**Task directions:** Return all lines of the data in which the string "Returns" occurs.

**Given records:**
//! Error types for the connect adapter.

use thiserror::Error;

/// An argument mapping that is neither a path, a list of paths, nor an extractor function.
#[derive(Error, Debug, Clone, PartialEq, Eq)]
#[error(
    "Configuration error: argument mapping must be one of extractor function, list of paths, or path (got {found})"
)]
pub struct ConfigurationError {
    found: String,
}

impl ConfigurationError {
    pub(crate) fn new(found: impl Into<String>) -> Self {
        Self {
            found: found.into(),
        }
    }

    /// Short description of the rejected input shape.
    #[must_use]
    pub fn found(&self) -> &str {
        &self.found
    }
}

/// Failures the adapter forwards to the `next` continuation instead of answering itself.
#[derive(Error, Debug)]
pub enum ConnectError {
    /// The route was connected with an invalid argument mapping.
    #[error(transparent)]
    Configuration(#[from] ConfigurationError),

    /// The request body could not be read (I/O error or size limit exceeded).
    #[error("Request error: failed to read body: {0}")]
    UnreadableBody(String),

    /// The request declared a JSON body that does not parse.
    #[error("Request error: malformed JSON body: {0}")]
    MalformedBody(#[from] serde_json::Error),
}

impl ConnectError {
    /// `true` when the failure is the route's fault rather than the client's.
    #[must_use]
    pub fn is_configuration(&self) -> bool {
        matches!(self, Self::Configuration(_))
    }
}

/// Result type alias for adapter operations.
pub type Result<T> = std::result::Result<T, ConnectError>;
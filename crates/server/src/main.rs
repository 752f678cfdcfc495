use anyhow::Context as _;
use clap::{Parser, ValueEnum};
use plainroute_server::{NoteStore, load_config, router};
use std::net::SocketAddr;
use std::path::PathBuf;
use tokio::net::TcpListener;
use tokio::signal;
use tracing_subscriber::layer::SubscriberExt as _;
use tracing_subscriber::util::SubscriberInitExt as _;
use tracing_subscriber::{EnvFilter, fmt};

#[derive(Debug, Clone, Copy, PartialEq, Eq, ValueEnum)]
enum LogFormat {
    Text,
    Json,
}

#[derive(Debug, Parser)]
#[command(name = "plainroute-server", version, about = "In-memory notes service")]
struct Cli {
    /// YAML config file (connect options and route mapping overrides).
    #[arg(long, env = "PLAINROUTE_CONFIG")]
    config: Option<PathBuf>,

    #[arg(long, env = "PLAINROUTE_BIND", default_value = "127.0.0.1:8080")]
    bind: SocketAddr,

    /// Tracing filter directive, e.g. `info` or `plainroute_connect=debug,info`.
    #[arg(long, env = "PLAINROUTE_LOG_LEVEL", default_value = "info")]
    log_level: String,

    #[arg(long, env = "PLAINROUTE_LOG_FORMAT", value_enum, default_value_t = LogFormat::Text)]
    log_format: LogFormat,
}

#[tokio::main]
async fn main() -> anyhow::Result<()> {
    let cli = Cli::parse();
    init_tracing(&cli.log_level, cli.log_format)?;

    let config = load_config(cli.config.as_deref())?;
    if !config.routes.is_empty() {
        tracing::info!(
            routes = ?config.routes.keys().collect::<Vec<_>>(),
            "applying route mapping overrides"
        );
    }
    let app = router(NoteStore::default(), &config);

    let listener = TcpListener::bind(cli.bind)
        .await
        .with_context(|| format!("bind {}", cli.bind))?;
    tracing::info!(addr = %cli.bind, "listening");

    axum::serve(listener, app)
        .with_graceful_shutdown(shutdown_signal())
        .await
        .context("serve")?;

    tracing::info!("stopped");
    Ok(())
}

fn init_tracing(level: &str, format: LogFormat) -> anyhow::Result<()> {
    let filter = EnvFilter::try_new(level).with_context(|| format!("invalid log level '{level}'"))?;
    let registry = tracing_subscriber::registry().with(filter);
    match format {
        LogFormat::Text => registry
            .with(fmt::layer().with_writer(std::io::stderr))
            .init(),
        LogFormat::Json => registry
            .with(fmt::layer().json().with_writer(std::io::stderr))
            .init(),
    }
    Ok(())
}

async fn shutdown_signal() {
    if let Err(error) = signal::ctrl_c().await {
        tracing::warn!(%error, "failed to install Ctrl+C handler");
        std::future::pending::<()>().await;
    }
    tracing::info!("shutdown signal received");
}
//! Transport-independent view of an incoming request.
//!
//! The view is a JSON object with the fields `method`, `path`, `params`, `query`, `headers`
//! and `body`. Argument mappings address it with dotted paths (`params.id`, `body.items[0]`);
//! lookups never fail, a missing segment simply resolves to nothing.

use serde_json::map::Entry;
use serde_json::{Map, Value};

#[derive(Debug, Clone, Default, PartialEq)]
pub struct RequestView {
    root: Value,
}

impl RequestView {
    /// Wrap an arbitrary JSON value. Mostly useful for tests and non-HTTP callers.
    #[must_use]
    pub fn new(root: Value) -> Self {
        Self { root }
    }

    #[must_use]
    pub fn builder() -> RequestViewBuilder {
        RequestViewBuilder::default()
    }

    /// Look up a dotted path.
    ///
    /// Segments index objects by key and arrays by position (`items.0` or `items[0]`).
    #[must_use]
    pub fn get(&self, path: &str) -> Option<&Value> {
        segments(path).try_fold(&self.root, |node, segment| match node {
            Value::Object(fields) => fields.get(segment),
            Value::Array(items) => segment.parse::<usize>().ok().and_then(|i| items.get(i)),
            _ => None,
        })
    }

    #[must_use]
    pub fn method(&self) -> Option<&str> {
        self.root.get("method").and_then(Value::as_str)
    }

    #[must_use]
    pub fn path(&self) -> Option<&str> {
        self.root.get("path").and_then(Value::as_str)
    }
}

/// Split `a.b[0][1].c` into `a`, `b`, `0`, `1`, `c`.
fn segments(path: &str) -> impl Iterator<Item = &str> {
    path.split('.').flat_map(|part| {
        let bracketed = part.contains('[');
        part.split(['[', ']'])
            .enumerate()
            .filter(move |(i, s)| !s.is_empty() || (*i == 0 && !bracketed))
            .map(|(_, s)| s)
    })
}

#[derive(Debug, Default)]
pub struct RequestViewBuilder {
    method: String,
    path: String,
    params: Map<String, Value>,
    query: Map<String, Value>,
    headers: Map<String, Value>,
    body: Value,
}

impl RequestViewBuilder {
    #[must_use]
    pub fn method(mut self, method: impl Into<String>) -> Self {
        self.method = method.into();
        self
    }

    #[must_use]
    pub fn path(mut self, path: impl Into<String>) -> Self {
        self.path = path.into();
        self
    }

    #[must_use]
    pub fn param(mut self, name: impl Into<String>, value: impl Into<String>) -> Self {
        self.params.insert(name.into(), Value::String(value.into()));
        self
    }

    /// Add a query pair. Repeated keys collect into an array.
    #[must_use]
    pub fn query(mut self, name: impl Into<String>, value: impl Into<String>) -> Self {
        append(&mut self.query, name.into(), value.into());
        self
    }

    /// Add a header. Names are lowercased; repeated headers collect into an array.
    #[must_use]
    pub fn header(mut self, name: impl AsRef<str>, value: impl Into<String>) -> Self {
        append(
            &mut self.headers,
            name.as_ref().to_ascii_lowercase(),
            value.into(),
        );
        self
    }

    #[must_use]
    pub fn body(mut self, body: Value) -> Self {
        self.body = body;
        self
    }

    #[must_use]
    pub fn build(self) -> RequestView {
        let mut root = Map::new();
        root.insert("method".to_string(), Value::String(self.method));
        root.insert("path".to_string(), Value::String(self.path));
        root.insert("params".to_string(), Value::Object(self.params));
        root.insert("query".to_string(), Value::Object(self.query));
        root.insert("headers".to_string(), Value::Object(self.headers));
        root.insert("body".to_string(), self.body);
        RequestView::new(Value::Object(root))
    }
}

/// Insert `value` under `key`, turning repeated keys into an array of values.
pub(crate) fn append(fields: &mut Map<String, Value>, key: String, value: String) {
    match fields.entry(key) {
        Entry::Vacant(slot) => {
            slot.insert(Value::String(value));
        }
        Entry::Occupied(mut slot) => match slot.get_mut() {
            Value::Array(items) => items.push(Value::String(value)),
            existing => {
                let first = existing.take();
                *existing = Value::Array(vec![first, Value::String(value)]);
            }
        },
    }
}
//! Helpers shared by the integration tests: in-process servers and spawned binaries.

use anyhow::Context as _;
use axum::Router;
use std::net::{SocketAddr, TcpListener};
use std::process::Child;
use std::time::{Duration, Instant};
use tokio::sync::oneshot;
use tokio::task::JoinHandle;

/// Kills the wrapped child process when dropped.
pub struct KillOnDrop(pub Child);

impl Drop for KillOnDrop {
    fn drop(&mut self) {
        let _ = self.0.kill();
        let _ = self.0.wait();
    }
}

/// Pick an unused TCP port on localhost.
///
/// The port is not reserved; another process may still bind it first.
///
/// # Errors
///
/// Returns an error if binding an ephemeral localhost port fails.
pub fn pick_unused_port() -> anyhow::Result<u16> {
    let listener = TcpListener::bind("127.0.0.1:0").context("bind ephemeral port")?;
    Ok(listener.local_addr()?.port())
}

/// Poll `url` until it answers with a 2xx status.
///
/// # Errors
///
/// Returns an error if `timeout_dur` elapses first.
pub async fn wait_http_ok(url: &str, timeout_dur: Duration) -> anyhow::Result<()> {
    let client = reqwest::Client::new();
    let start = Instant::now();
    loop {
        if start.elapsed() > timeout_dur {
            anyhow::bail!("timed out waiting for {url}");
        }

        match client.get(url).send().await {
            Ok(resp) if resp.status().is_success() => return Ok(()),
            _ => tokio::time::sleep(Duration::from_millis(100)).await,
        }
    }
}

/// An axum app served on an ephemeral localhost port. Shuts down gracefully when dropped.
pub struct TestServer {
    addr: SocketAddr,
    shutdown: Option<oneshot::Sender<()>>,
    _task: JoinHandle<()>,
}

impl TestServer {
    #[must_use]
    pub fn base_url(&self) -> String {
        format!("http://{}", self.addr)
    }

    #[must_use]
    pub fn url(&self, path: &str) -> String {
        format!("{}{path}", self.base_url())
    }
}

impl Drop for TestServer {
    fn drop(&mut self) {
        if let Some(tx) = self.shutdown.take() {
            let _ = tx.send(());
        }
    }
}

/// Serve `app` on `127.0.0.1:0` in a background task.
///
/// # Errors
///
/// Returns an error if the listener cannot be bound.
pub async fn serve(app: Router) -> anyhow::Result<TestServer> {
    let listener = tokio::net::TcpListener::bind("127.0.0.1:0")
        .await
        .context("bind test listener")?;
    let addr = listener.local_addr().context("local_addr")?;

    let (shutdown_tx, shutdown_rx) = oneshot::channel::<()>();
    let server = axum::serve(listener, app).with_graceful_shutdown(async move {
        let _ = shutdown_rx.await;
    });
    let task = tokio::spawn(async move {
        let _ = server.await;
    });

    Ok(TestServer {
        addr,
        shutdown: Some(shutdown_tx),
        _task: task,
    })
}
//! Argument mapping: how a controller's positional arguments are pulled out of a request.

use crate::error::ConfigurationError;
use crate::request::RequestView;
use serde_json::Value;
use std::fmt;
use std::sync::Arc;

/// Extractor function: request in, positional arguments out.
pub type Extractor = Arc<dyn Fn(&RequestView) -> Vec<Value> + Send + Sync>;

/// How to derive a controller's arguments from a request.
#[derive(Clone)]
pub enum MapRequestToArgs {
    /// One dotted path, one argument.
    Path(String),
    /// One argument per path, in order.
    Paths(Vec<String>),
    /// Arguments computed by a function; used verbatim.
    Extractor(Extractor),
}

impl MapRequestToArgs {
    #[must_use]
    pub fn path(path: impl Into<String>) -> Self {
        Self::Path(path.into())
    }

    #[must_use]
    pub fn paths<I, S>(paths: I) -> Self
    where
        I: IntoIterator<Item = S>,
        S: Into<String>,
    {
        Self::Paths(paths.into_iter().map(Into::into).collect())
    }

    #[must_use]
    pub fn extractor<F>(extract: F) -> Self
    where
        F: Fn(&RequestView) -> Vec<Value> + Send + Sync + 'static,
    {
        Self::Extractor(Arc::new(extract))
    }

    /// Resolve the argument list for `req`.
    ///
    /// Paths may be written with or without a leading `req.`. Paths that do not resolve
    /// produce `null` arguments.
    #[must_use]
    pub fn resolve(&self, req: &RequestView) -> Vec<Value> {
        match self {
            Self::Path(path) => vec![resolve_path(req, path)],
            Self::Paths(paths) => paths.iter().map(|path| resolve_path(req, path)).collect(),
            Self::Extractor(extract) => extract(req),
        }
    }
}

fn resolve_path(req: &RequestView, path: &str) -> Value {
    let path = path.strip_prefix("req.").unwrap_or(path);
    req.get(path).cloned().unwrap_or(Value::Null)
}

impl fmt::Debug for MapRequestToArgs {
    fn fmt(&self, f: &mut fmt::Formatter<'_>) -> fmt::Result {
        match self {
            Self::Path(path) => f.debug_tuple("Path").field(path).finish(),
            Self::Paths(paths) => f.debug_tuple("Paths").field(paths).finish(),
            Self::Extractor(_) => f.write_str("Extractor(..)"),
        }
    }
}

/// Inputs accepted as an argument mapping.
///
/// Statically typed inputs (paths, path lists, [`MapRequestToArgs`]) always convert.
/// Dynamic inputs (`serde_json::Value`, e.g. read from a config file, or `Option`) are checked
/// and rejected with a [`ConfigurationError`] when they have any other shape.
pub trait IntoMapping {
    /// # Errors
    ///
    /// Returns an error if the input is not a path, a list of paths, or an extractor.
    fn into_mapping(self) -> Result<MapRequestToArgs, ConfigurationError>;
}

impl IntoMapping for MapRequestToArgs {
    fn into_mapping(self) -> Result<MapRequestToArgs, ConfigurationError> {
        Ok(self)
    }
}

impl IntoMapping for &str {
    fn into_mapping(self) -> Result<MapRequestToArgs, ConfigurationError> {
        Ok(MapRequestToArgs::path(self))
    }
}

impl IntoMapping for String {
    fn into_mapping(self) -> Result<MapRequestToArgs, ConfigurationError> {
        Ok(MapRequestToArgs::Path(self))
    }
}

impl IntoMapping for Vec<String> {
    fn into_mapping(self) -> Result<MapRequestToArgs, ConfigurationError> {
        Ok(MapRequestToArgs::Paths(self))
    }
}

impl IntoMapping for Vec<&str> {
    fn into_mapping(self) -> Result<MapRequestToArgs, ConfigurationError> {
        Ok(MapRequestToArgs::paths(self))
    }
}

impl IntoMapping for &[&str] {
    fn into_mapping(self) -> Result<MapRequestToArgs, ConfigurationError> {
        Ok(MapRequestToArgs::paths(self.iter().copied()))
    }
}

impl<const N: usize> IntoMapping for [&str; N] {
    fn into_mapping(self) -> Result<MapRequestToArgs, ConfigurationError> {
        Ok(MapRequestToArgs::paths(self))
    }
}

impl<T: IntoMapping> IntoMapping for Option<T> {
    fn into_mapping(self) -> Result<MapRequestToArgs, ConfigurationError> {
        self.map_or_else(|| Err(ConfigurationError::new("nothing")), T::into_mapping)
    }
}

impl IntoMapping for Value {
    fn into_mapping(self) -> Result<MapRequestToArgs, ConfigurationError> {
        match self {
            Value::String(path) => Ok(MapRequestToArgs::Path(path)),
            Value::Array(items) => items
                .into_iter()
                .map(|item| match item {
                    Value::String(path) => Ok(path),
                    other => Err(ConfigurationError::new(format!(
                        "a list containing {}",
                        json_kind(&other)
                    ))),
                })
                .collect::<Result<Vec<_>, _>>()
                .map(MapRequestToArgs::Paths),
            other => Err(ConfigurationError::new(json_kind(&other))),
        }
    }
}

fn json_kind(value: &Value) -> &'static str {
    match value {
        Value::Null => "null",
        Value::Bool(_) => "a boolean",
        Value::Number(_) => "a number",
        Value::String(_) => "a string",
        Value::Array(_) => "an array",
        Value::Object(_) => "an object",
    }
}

**Answer for this exercise:**
/// Returns an error if binding an ephemeral localhost port fails.
/// Returns an error if `timeout_dur` elapses first.
/// Returns an error if the listener cannot be bound.
    /// Returns an error if the input is not a path, a list of paths, or an extractor.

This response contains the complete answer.